//! 通知送信
//!
//! 設定済みの全アダプタ・全受信者へ配信する。受信者ごとの失敗は記録して次へ進む。

mod message;
mod telegram;
mod wecom;

pub use message::{level_marker, with_level, AlertMessage, NOTIFICATION_TITLE};
pub use telegram::{TelegramAdapter, TELEGRAM_IMAGE_LIMIT};
pub use wecom::{WeComAdapter, WECOM_IMAGE_LIMIT};

use crate::config::AppConfig;
use crate::error::{Result, StudyBuddyError};
use async_trait::async_trait;
use serde::{Deserialize, Serialize};
use std::path::Path;
use std::sync::{Arc, RwLock};
use study_buddy_common::NotifyLevel;
use tracing::{info, warn};

#[derive(Debug, Clone, Copy, PartialEq, Eq, Serialize, Deserialize)]
#[serde(rename_all = "lowercase")]
pub enum Platform {
    #[serde(alias = "wechat")]
    WeCom,
    Telegram,
}

impl Platform {
    pub fn as_str(&self) -> &'static str {
        match self {
            Platform::WeCom => "wecom",
            Platform::Telegram => "telegram",
        }
    }
}

impl std::str::FromStr for Platform {
    type Err = StudyBuddyError;

    fn from_str(s: &str) -> Result<Self> {
        match s.trim().to_lowercase().as_str() {
            "wecom" | "wechat" => Ok(Platform::WeCom),
            "telegram" => Ok(Platform::Telegram),
            other => Err(StudyBuddyError::Config(format!("未知のプラットフォーム: {}", other))),
        }
    }
}

/// 送信前に準備した画像（WeCom はアップロード済み media_id）
enum PreparedImage {
    WeComMedia(String),
    Bytes { file_name: String, bytes: Vec<u8> },
}

/// チャットプラットフォーム
pub enum Adapter {
    WeCom(WeComAdapter),
    Telegram(TelegramAdapter),
}

impl Adapter {
    pub fn platform(&self) -> Platform {
        match self {
            Adapter::WeCom(_) => Platform::WeCom,
            Adapter::Telegram(_) => Platform::Telegram,
        }
    }

    pub fn recipients(&self) -> &[String] {
        match self {
            Adapter::WeCom(a) => a.recipients(),
            Adapter::Telegram(a) => a.recipients(),
        }
    }

    pub async fn send_text(&self, recipient: &str, text: &str) -> Result<()> {
        match self {
            Adapter::WeCom(a) => a.send_text(recipient, text).await,
            Adapter::Telegram(a) => a.send_text(recipient, text).await,
        }
    }

    pub async fn send_image(&self, recipient: &str, path: &Path) -> Result<()> {
        let prepared = self.prepare_image(path).await?;
        self.send_prepared(recipient, &prepared).await
    }

    async fn prepare_image(&self, path: &Path) -> Result<PreparedImage> {
        match self {
            Adapter::WeCom(a) => Ok(PreparedImage::WeComMedia(a.upload_image(path).await?)),
            Adapter::Telegram(_) => Ok(PreparedImage::Bytes {
                file_name: path
                    .file_name()
                    .map(|n| n.to_string_lossy().to_string())
                    .unwrap_or_else(|| "image.jpg".into()),
                bytes: TelegramAdapter::load_photo(path).await?,
            }),
        }
    }

    async fn send_prepared(&self, recipient: &str, image: &PreparedImage) -> Result<()> {
        match (self, image) {
            (Adapter::WeCom(a), PreparedImage::WeComMedia(media_id)) => a.send_media(recipient, media_id).await,
            (Adapter::Telegram(a), PreparedImage::Bytes { file_name, bytes }) => {
                a.send_photo(recipient, file_name, bytes.clone()).await
            }
            _ => Err(StudyBuddyError::NotifyDelivery("画像形式がアダプタと一致しません".into())),
        }
    }
}

#[derive(Debug, Clone, PartialEq, Eq, Serialize)]
pub struct DeliveryFailure {
    pub platform: Platform,
    pub recipient: String,
    pub error: String,
}

/// 配信結果
#[derive(Debug, Clone, Default, PartialEq, Eq, Serialize)]
pub struct DeliveryReport {
    /// `platform:recipient`
    pub delivered: Vec<String>,
    pub failed: Vec<DeliveryFailure>,
}

impl DeliveryReport {
    pub fn any_delivered(&self) -> bool {
        !self.delivered.is_empty()
    }

    pub fn all_delivered(&self) -> bool {
        self.failed.is_empty() && !self.delivered.is_empty()
    }

    pub fn merge(&mut self, other: DeliveryReport) {
        self.delivered.extend(other.delivered);
        self.failed.extend(other.failed);
    }

    fn record(&mut self, platform: Platform, recipient: &str, result: Result<()>) {
        match result {
            Ok(()) => self.delivered.push(format!("{}:{}", platform.as_str(), recipient)),
            Err(e) => {
                warn!(platform = platform.as_str(), recipient, error = %e, "通知送信に失敗");
                self.failed.push(DeliveryFailure {
                    platform,
                    recipient: recipient.to_string(),
                    error: e.to_string(),
                });
            }
        }
    }
}

pub struct MessengerService {
    adapters: Vec<Adapter>,
}

impl MessengerService {
    pub fn new(adapters: Vec<Adapter>) -> Self {
        Self { adapters }
    }

    pub fn empty() -> Self {
        Self::new(Vec::new())
    }

    /// 環境設定にあるプラットフォームをすべて有効化
    pub fn from_config(config: &AppConfig) -> Result<Self> {
        let mut adapters = Vec::new();
        if let Some(wecom) = &config.wecom {
            adapters.push(Adapter::WeCom(WeComAdapter::new(wecom.clone())?));
        }
        if let Some(telegram) = &config.telegram {
            adapters.push(Adapter::Telegram(TelegramAdapter::new(telegram.clone())?));
        }
        info!(adapters = adapters.len(), "Messenger 初期化");
        Ok(Self::new(adapters))
    }

    pub fn is_configured(&self) -> bool {
        self.adapters.iter().any(|a| !a.recipients().is_empty())
    }

    pub fn platforms(&self) -> Vec<Platform> {
        self.adapters.iter().map(Adapter::platform).collect()
    }

    pub fn recipient_count(&self) -> usize {
        self.adapters.iter().map(|a| a.recipients().len()).sum()
    }

    /// 全受信者へテキスト送信
    pub async fn send(&self, text: &str, level: NotifyLevel) -> DeliveryReport {
        let text = with_level(level, text);
        let mut report = DeliveryReport::default();
        for adapter in &self.adapters {
            for recipient in adapter.recipients() {
                let result = adapter.send_text(recipient, &text).await;
                report.record(adapter.platform(), recipient, result);
            }
        }
        info!(
            level = level.as_str(),
            delivered = report.delivered.len(),
            failed = report.failed.len(),
            "テキスト通知"
        );
        report
    }

    /// 全受信者へ画像送信（準備はアダプタごとに1回）
    pub async fn send_image(&self, path: &Path, level: NotifyLevel) -> DeliveryReport {
        let mut report = DeliveryReport::default();
        for adapter in &self.adapters {
            if adapter.recipients().is_empty() {
                continue;
            }
            match adapter.prepare_image(path).await {
                Ok(prepared) => {
                    for recipient in adapter.recipients() {
                        let result = adapter.send_prepared(recipient, &prepared).await;
                        report.record(adapter.platform(), recipient, result);
                    }
                }
                Err(e) => {
                    let message = e.to_string();
                    for recipient in adapter.recipients() {
                        report.record(
                            adapter.platform(),
                            recipient,
                            Err(StudyBuddyError::NotifyDelivery(message.clone())),
                        );
                    }
                }
            }
        }
        info!(
            level = level.as_str(),
            path = %path.display(),
            delivered = report.delivered.len(),
            failed = report.failed.len(),
            "画像通知"
        );
        report
    }

    /// 1人の受信者へテスト送信（platform 未指定なら最初のアダプタ）
    pub async fn test_recipient(
        &self,
        platform: Option<Platform>,
        recipient: &str,
        image: Option<&Path>,
    ) -> Result<DeliveryReport> {
        let adapter = match platform {
            Some(p) => self.adapters.iter().find(|a| a.platform() == p),
            None => self.adapters.first(),
        }
        .ok_or_else(|| StudyBuddyError::Config("通知プラットフォームが設定されていません".into()))?;

        let text = with_level(
            NotifyLevel::Info,
            &format!(
                "{}\n\n这是一条测试消息。\n时间: {}",
                NOTIFICATION_TITLE,
                chrono::Local::now().format("%Y-%m-%d %H:%M:%S")
            ),
        );

        let mut report = DeliveryReport::default();
        let result = adapter.send_text(recipient, &text).await;
        report.record(adapter.platform(), recipient, result);
        if let Some(path) = image {
            let result = adapter.send_image(recipient, path).await;
            report.record(adapter.platform(), recipient, result);
        }
        Ok(report)
    }
}

/// 監視サービスから見た通知先
#[async_trait]
pub trait Notifier: Send + Sync {
    async fn notify_text(&self, text: &str, level: NotifyLevel) -> DeliveryReport;
    async fn notify_image(&self, path: &Path, level: NotifyLevel) -> DeliveryReport;
}

#[async_trait]
impl Notifier for MessengerService {
    async fn notify_text(&self, text: &str, level: NotifyLevel) -> DeliveryReport {
        self.send(text, level).await
    }

    async fn notify_image(&self, path: &Path, level: NotifyLevel) -> DeliveryReport {
        self.send_image(path, level).await
    }
}

/// 差し替え可能な MessengerService（受信者保存時に作り直す）
pub struct SharedMessenger {
    inner: RwLock<Arc<MessengerService>>,
}

impl SharedMessenger {
    pub fn new(service: MessengerService) -> Self {
        Self {
            inner: RwLock::new(Arc::new(service)),
        }
    }

    pub fn current(&self) -> Arc<MessengerService> {
        match self.inner.read() {
            Ok(guard) => guard.clone(),
            Err(poisoned) => poisoned.into_inner().clone(),
        }
    }

    pub fn replace(&self, service: MessengerService) {
        let mut guard = match self.inner.write() {
            Ok(guard) => guard,
            Err(poisoned) => poisoned.into_inner(),
        };
        *guard = Arc::new(service);
    }
}

#[async_trait]
impl Notifier for SharedMessenger {
    async fn notify_text(&self, text: &str, level: NotifyLevel) -> DeliveryReport {
        self.current().send(text, level).await
    }

    async fn notify_image(&self, path: &Path, level: NotifyLevel) -> DeliveryReport {
        self.current().send_image(path, level).await
    }
}

pub(crate) fn delivery_error(e: impl std::fmt::Display) -> StudyBuddyError {
    StudyBuddyError::NotifyDelivery(e.to_string())
}

/// サイズ上限付きで読み込む
pub(crate) async fn read_limited(path: &Path, limit: u64) -> Result<Vec<u8>> {
    let meta = tokio::fs::metadata(path).await.map_err(|e| {
        StudyBuddyError::NotifyDelivery(format!("画像がありません {}: {}", path.display(), e))
    })?;
    if meta.len() > limit {
        return Err(StudyBuddyError::NotifyDelivery(format!(
            "画像サイズが上限を超えています: {:.2}MB > {:.0}MB",
            meta.len() as f64 / 1024.0 / 1024.0,
            limit as f64 / 1024.0 / 1024.0
        )));
    }
    Ok(tokio::fs::read(path).await?)
}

--------------------

#### PROBLEM TO SOLVE
Every line that contains the string "failed" should be copied from the entries.

#### TASK RESPONSE
    pub failed: Vec<DeliveryFailure>,
        self.failed.is_empty() && !self.delivered.is_empty()
        self.failed.extend(other.failed);
                self.failed.push(DeliveryFailure {
            failed = report.failed.len(),
            failed = report.failed.len(),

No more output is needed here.